There's a slightly nasty element of class sneering at Millie and Gerald, who are clearly not as respectable as they think they are. (And they sleep in separate beds; and she's unaware of his military record. Interesting.)

What's all this then?

This is so totally derivative of the 1969 film Carry On Camping that it actually has one of the film's main performers, Betty Marsden, in a very similar role. (Though there is no equivalent here of the memorable Barbara Windsor shower scene; this is a kids' show, after all.)

Where's that?

The bridge is the one at Tyke's Water Lake in the grounds of Haberdasher's Aske's School for Boys, three miles from the studios where most of Here Come the Double Deckers was made. The bridge also featured the previous year in the opening titles of several of the Tara King episodes of The Avengers, and was soon used again for the pre-title sequence of Dracula A.D. 1972 starring Christopher Lee and Peter Cushing. The pupils at the school at this time would have included Britain's current minister for Europe, David Lidington, and also my mate Andrew who works for the European Commission.

The other locations are nearby.

Who's that?

This episode has an particularly high-powered guest cast for its time.

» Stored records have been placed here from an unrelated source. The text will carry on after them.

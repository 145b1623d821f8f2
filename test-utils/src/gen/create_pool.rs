use std::borrow::Cow;

use bcpool_std::{
    amount::TargetAmount,
    config::DEVNET_URL,
    create_pool::VAULTS_LEN,
    PoolCreatorConfig,
};
use proptest::prelude::*;

use crate::{bool_strat, pk_strat};

pub fn existing_vaults_strat() -> impl Strategy<Value = [bool; VAULTS_LEN]> {
    [bool_strat(None), bool_strat(None), bool_strat(None)]
}

pub fn target_amount_strat() -> impl Strategy<Value = TargetAmount> {
    (1..=u64::MAX).prop_map(|l| TargetAmount::new(l).unwrap())
}

/// Generates `(decimal SOL string, lamports it parses to)`,
/// always with at most 9 decimal places and lamports > 0
pub fn sol_str_strat() -> impl Strategy<Value = (String, u64)> {
    (0..=18_000_000_000u64, 0..=999_999_999u64, 0..=9usize)
        .prop_filter("zero", |(int, frac, n)| *int > 0 || (*n > 0 && *frac > 0))
        .prop_map(|(int, frac, n_decimals)| {
            let frac_str = format!("{frac:09}");
            let frac_str = &frac_str[..n_decimals];
            let frac_lamports = format!("{frac_str:0<9}").parse::<u64>().unwrap();
            let s = if n_decimals == 0 {
                int.to_string()
            } else {
                format!("{int}.{frac_str}")
            };
            (s, int * 1_000_000_000 + frac_lamports)
        })
        .prop_filter("zero after truncation", |(_, l)| *l > 0)
}

/// Arbitrary external identities. Used to check address derivation
/// does not depend on the default deployment.
pub fn config_strat() -> impl Strategy<Value = PoolCreatorConfig> {
    (
        pk_strat(None),
        pk_strat(None),
        pk_strat(None),
        pk_strat(None),
        pk_strat(None),
    )
        .prop_map(
            |(program_id, quote_mint, fee_recipient, token_program, associated_token_program)| {
                PoolCreatorConfig {
                    cluster_url: Cow::Borrowed(DEVNET_URL),
                    program_id,
                    quote_mint,
                    fee_recipient,
                    token_program,
                    associated_token_program,
                }
            },
        )
}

Betty Marsden (Millie) was born in 1919, and was particularly well-known for her regular roles in the 1960s radio comedy shows of Kenneth Horne, Beyond Our Ken and Round the Horne. She also appeared in two Carry On films, Carry On Camping, as noted above, and a small part in the 1961 Carry On Regardless. She also plays the tipsy slave auctioneer Verlis in Assassin, a particularly camp episode of Blake's 7. She died in 1998.

Hugh Paddick (Gerald), born in 1915, was also a veteran of Beyond Our Ken and Round the Horne, where he played Kenneth Williams' sidekick and together they made an unsuspecting public aware of Polari. Other than that, he tended to be a straight man to the likes of Tommy Cooper, Jimmy Tarbuck and Morecambe and Wise, though he got two now-forgotten sitcoms of his own, Rentaghost fore-runner Pardon My Genie (he was the Genie) and Can We Get On Now, Please? in which he played the quietly brilliant clerk of the court. He died in 2000.

George Woodbridge (Farmer Giles), born in 1907, was typecast as playing yokels, inn-keepers and farmers in horror films. But at this stage he was moving into more friendly territory, and he really hit the big time as Inigo Pipkin, the kindly old puppeteer in the ITV children's show of the same name, first broadcast in 1973. Unfortunately he died that year, only a few weeks into the filming of the second series. Pipkins, as the show was renamed, actually worked his death into the plot, brave territory for a children's programme. The show ran until 1981.

Glyn Jones (co-writer and script editor) has been mentioned here a few times. I posted about his life here and the extracts from his autobiography relating to Double Deckers here.

See you next week…

…for The Pop Singer.

One thought on “Summer Camp: Episode 6 of Here Come The Double Deckers

  1. The reshowing of the Daemons in the early nineties was the first time I saw any Dr Who so it holds a very special place in my heart.